A few points worth keeping in mind:

  • CSM’s Cube models have scored highly on independent 3D benchmarks, and the company has been publicly showcased by Google Cloud and other partners for its 3D generation work.
  • The level platform still outputs editable scenes. Designers can move walls, delete props, or swap materials just as they would in a traditionally built level.
  • Studios can constrain generation with style guides and asset packs. Instead of a wild mash-up of shapes, you can tell the system “only use our existing sci-fi corridor kit and lighting presets” so new layouts still look on-brand.

In other words, it’s best to think of this as a super-charged block-out assistant: fast, flexible, and trained on a lot of geometry, but still ultimately a tool in the hands of human level designers.

What it means for PC players and hardware

Most of the heavy lifting for CSM’s level generation happens in the cloud during development, not on your gaming PC. So you don’t need a monster rig just because a studio used CSM to design its maps.

That said, the sort of games that stand to gain most from this tech — big, detailed worlds that change frequently — are also the games that push GPUs and high-refresh monitors the hardest:

  • If you want to be ready for denser, more dynamic scenes, check out our Nvidia RTX 5090 review for where top-end GPU performance is headed.
  • For the kind of fast-moving competitive games that could benefit from AI-assisted map updates, pairing those worlds with a high-refresh OLED like the Dell AW2725Q QD-OLED — or browsing our monitor hub — will matter more than ever.

On the AI side, you can also imagine future combos where dynamic levels meet smarter NPCs.
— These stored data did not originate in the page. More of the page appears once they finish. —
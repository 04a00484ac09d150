//! Layer preparation: renames, domain decoding, auxiliary joins, sheets.

use carg_model::{AttributeTable, FeatureRecord, FieldMap, FieldValue};
use carg_standards::{DomainTableCache, InMemoryDomainTables, layer_spec, profile};
use carg_transform::{PrepareContext, prepare, standardize};

fn cache() -> DomainTableCache {
    DomainTableCache::new(
        InMemoryDomainTables::new()
            .with_table("d_foglio", &[("255", "Genova")])
            .with_table("d_tipologia", &[("1", "certa"), ("2", "presunta")])
            .with_table("d_fase", &[("3", "D1")])
            .with_table("d_st021", &[("10", "anticlinale")])
            .with_table("d_stato", &[("1", "attivo")])
            .with_table("d_1000_tipo", &[("5", "unita quaternaria")])
            .with_table("d_t2000_eta", &[("PLE", "Pleistocene"), ("OLO", "Olocene")])
            .with_table("d_2000_SiglaTipo", &[("1", "formazione")])
            .with_table("d_t3000", &[("7", "massiva")]),
    )
}

fn row(pairs: &[(&str, FieldValue)]) -> FieldMap {
    pairs
        .iter()
        .map(|(name, value)| (*name, value.clone()))
        .collect()
}

fn auxiliary() -> Vec<AttributeTable> {
    vec![
        AttributeTable::new(
            "T0180801000",
            vec![row(&[
                ("UQ_CAR", FieldValue::text("Q1")),
                ("TIPO", FieldValue::Integer(5)),
                ("STATO", FieldValue::Integer(1)),
            ])],
        ),
        AttributeTable::new(
            "T0180802000",
            vec![row(&[
                ("Uc_Lege", FieldValue::Integer(12)),
                ("Eta_Sup", FieldValue::text("OLO")),
                ("Eta_Inf", FieldValue::text("PLE")),
                ("S1_Tipo", FieldValue::Integer(1)),
                ("Sigla1", FieldValue::text("AVM")),
                ("Sigla_Carta", FieldValue::text("AVM1")),
                ("Nome", FieldValue::text("Alluvioni")),
                ("Legenda", FieldValue::text("depositi alluvionali")),
            ])],
        ),
    ]
}

fn polygon(fid: u64, sommerso: FieldValue) -> FeatureRecord {
    FeatureRecord::new("ST018Polygon", fid)
        .with_field("FoglioGeologico", 255_i64)
        .with_field("Pol_Uc", format!("P{fid}"))
        .with_field("UC_LEGE", 12_i64)
        .with_field("UQ_CAR", "Q1")
        .with_field("ID_TESS", 7_i64)
        .with_field("SOMMERSO", sommerso)
        .with_field("DIREZIO", "15")
}

#[test]
fn polygons_join_auxiliary_tables_and_decode_sommerso() {
    let spec = layer_spec("ST018Polygon").expect("spec");
    let cache = cache();
    let auxiliary = auxiliary();
    let ctx = PrepareContext {
        cache: &cache,
        run_sheet: "255",
        auxiliary: &auxiliary,
    };
    let records = vec![
        polygon(0, FieldValue::Integer(1)),
        polygon(1, FieldValue::Integer(2)),
        polygon(2, FieldValue::Integer(9)),
        polygon(3, FieldValue::text("1.0")),
    ];

    let prepared = prepare(records, spec, &ctx);
    assert_eq!(
        prepared.report.missing_auxiliary.iter().collect::<Vec<_>>(),
        ["T0180803000"]
    );

    let out = standardize(
        prepared.records,
        profile(spec.output).expect("profile"),
        &cache,
    );
    let first = &out.records[0];
    assert_eq!(first.field("Tipo_UQ"), Some(&FieldValue::text("unita quaternaria")));
    assert_eq!(first.field("Stato_UQ"), Some(&FieldValue::text("attivo")));
    assert_eq!(first.field("ETA_Super"), Some(&FieldValue::text("Olocene")));
    assert_eq!(first.field("ETA_Infer"), Some(&FieldValue::text("Pleistocene")));
    assert_eq!(first.field("Tipo_UG"), Some(&FieldValue::text("formazione")));
    assert_eq!(first.field("Sigla_UG"), Some(&FieldValue::text("AVM1")));
    assert_eq!(first.field("Tessitura"), Some(&FieldValue::text("")));
    assert_eq!(first.field("Direzione"), Some(&FieldValue::Real(15.0)));
    assert_eq!(first.field("Foglio"), Some(&FieldValue::text("Genova")));

    let flags: Vec<String> = out
        .records
        .iter()
        .map(|r| r.field("Sommerso").map(|v| v.to_string()).unwrap_or_default())
        .collect();
    assert_eq!(flags, ["SI", "NO", "", "SI"]);
}

#[test]
fn folds_get_fixed_values_and_decoded_phase() {
    let spec = layer_spec("ST021Polyline").expect("spec");
    let cache = cache();
    let ctx = PrepareContext {
        cache: &cache,
        run_sheet: "255",
        auxiliary: &[],
    };
    let record = FeatureRecord::new("ST021Polyline", 0)
        .with_field("TIPO", 10_i64)
        .with_field("Tipologia", 2_i64)
        .with_field("FASE", 3_i64)
        .with_field("Direzio", 120_i64);

    let prepared = prepare(vec![record], spec, &ctx);
    let record = &prepared.records[0];
    assert_eq!(record.field("Tipo_geo"), Some(&FieldValue::Integer(10)));
    assert_eq!(record.field("Tipo_g_txt"), Some(&FieldValue::text("anticlinale")));
    assert_eq!(record.field("Tipol_txt"), Some(&FieldValue::text("presunta")));
    assert_eq!(record.field("Fase_txt"), Some(&FieldValue::text("D1")));
    assert_eq!(record.field("Affior_txt"), Some(&FieldValue::text("non applicabile")));
    assert_eq!(record.field("Cont_txt"), Some(&FieldValue::text("no")));
    assert_eq!(record.field("Direzione"), Some(&FieldValue::Integer(120)));
    assert!(record.field("Direzio").is_none());
}

#[test]
fn records_without_sheet_inherit_the_run_sheet() {
    let spec = layer_spec("ST010Point").expect("spec");
    let cache = cache();
    let ctx = PrepareContext {
        cache: &cache,
        run_sheet: "255",
        auxiliary: &[],
    };
    let records = vec![
        FeatureRecord::new("ST010Point", 0).with_field("FoglioGeologico", "064"),
        FeatureRecord::new("ST010Point", 1).with_field("FoglioGeologico", FieldValue::Null),
        FeatureRecord::new("ST010Point", 2),
    ];
    let prepared = prepare(records, spec, &ctx);
    let sheets: Vec<Option<&str>> = prepared
        .records
        .iter()
        .map(|r| r.provenance.sheet.as_deref())
        .collect();
    assert_eq!(sheets, [Some("064"), Some("255"), Some("255")]);
    assert_eq!(prepared.report.inherited_sheet, 2);
    assert_eq!(
        prepared.records[2].field("FoglioGeologico"),
        Some(&FieldValue::text("255"))
    );
}

#[test]
fn missing_domain_table_leaves_empty_text() {
    let spec = layer_spec("ST010Point").expect("spec");
    let cache = cache();
    let ctx = PrepareContext {
        cache: &cache,
        run_sheet: "255",
        auxiliary: &[],
    };
    let records: Vec<FeatureRecord> = (0..4)
        .map(|fid| FeatureRecord::new("ST010Point", fid).with_field("Tipo", 1_i64))
        .collect();
    let prepared = prepare(records, spec, &ctx);
    for record in &prepared.records {
        assert_eq!(record.field("Tipo_G_txt"), Some(&FieldValue::text("")));
    }
    assert_eq!(cache.missing_tables(), ["d_10_tipo"]);
    assert!(prepared.report.missing_fields.contains("Pun_Gmo"));
}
Nvidia’s ACE framework for AI characters, for example, is already targeting richer, more reactive NPC behavior — something we’ve covered in our story on autonomous characters redefining NPC interaction. Pair that with levels that can be re-shaped on demand, and you start to see where “living games” might actually live up to the name.

Availability, pricing, and what’s next

CSM’s real-time level generation platform is rolling out on top of its existing Cube service:

  • Access. Studios can contact CSM directly for demos or pilot projects, and individual creators can already experiment with the underlying asset-generation workflows through the Cube web app.
  • Pricing. CSM sells its tools on tiered subscriptions for creators and studios, but it hasn’t publicly broken out separate pricing for the new level-generation stack yet. Expect bespoke quotes for larger teams that want dedicated cloud capacity and tighter engine integrations.
  • Engine support. The company is focusing on Unity and Unreal first, with export options that match how teams already manage scenes, prefabs, and materials. Other engines and proprietary pipelines will likely rely on generic mesh and scene export.

For now, this is still early-days tech. But if CSM and Google Cloud are right about where game development is headed, the tools designers use today may soon look a lot more like collaborating with a smart level-design assistant than wrestling with geometry from scratch.

Either way, the takeaway for PC players is simple: over the next few years, you’re likely to see more games where maps evolve more quickly, seasons feel less like simple reskins, and smaller teams can ship worlds that once required AAA budgets.

And when that happens, there’s a good chance at least some of those spaces were first sketched out — in seconds — by Common Sense Machines.